** Records for this task **
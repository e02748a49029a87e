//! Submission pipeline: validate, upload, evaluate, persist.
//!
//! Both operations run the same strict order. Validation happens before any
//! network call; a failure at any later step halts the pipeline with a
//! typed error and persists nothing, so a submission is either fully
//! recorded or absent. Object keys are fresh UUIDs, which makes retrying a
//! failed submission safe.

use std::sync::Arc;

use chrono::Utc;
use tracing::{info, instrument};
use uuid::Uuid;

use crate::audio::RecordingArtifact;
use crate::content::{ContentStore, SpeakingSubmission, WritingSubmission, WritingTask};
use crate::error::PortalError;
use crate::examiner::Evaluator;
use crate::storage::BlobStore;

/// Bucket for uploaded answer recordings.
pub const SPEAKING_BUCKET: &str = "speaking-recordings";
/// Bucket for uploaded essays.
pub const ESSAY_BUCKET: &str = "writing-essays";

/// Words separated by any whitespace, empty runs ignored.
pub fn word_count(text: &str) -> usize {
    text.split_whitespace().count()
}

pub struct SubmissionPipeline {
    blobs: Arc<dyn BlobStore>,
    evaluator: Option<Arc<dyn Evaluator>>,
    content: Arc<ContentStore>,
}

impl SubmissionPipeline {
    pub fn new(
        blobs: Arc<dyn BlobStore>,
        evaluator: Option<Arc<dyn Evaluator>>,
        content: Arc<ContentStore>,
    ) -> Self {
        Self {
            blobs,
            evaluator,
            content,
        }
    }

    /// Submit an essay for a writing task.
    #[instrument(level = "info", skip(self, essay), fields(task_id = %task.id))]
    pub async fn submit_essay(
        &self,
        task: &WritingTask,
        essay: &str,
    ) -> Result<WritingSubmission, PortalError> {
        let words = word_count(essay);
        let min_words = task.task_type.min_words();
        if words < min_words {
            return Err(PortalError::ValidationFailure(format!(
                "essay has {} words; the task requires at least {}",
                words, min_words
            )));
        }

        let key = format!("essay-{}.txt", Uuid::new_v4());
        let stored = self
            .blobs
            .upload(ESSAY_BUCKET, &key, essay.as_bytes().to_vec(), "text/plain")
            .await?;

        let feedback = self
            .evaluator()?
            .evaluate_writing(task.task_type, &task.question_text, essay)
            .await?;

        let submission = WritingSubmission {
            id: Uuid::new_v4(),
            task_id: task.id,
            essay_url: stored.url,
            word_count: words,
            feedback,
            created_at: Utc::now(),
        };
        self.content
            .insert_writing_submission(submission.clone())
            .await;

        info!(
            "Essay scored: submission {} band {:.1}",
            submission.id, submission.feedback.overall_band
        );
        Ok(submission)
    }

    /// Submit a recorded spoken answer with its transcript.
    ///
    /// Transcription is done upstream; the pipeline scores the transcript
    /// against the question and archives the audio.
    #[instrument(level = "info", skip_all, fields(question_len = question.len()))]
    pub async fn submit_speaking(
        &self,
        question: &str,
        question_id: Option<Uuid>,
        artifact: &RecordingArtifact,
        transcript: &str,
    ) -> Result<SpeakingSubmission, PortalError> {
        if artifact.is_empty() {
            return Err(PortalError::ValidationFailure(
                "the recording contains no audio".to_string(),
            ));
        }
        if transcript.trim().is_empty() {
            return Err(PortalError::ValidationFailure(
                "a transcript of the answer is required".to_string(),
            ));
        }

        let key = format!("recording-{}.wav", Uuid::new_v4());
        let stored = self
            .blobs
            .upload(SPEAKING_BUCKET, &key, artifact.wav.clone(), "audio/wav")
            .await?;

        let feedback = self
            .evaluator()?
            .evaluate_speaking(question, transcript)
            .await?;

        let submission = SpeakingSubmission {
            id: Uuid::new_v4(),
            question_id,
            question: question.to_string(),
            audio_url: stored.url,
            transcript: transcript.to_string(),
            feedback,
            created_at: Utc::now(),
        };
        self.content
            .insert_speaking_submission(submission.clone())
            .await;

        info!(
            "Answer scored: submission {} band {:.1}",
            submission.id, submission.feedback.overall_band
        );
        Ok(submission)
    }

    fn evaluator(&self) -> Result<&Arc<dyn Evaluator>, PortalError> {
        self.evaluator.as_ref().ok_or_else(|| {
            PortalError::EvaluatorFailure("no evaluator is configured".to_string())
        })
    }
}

--

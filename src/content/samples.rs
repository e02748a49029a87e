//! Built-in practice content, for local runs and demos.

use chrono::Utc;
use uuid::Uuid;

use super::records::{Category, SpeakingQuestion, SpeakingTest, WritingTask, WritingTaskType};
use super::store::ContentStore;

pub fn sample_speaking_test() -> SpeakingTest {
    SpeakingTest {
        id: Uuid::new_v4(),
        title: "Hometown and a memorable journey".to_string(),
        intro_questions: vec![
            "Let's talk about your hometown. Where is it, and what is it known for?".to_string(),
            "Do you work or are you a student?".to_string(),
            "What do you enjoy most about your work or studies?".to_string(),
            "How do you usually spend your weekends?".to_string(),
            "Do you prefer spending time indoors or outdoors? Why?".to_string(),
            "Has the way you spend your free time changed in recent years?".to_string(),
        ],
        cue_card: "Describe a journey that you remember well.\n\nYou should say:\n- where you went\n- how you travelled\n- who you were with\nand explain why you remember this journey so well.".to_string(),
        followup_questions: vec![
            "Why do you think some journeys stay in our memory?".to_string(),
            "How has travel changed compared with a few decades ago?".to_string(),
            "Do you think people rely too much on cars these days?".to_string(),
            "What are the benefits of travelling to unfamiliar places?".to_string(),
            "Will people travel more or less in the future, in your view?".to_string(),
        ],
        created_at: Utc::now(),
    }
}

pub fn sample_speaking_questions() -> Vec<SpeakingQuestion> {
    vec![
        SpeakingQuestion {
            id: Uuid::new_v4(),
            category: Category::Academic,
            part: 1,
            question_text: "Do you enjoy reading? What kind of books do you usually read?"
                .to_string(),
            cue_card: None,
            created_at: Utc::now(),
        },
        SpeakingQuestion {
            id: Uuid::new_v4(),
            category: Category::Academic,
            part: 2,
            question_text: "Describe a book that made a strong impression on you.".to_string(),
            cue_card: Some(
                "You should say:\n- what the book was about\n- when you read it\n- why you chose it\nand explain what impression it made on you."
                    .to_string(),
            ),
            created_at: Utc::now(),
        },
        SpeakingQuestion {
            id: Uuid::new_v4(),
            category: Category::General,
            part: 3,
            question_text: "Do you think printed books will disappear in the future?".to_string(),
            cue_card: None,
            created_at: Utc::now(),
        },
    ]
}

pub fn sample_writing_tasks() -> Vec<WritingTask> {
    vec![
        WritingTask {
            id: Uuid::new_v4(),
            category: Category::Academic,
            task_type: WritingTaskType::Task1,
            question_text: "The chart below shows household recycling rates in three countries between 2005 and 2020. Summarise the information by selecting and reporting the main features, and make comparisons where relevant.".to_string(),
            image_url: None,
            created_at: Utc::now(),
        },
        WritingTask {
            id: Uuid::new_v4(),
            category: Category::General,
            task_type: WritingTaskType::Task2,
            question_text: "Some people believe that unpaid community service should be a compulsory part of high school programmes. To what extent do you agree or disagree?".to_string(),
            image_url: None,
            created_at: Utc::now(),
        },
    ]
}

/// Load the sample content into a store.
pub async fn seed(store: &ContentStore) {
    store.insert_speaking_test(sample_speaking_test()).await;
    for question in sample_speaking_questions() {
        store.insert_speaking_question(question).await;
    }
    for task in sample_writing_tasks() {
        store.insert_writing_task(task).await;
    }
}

---

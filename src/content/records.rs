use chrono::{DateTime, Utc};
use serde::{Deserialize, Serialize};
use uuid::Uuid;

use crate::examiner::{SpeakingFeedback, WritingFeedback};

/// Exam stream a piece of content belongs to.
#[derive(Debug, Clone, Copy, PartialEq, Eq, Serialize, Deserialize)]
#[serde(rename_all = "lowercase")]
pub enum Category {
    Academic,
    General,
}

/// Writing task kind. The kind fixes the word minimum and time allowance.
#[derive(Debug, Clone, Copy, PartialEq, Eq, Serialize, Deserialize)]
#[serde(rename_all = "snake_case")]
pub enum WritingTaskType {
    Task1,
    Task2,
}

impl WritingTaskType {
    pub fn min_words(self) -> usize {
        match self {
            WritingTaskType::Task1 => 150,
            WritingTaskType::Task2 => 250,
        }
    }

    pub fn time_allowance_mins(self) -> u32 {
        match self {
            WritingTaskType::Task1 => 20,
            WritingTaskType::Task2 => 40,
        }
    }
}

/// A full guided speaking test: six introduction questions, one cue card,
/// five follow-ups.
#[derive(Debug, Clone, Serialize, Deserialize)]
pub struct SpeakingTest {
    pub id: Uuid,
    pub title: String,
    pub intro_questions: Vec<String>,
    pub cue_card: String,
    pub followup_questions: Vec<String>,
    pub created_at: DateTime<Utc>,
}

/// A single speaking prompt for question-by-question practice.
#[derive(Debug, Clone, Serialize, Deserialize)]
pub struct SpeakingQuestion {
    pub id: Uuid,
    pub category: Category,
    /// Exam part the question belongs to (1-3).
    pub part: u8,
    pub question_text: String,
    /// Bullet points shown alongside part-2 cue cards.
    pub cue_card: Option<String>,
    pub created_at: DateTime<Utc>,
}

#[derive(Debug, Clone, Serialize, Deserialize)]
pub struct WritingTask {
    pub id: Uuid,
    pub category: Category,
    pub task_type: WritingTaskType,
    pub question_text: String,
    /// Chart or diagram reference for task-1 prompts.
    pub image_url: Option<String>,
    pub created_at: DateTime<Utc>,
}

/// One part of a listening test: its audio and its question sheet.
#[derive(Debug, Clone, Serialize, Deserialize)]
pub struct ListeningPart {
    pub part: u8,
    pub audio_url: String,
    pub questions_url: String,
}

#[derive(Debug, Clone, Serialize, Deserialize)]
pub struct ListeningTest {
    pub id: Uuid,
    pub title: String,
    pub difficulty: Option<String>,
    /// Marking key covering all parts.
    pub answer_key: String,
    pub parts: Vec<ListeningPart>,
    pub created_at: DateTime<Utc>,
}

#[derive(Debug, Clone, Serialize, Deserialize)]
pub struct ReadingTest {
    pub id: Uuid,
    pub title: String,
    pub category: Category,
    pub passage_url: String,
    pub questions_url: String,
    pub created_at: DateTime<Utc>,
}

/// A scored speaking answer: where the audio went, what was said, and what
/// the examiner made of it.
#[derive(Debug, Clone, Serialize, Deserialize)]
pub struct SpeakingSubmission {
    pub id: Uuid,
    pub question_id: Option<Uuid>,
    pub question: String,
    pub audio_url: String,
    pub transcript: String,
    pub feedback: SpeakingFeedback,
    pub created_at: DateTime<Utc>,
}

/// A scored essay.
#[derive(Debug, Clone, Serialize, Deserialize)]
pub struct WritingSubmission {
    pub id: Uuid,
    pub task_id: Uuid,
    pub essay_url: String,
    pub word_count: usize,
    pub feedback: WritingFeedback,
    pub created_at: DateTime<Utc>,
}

** Task requirements **
Where a line above contains the word "runs", show that line.

** Completed exercise **
/// Words separated by any whitespace, empty runs ignored.
//! Built-in practice content, for local runs and demos.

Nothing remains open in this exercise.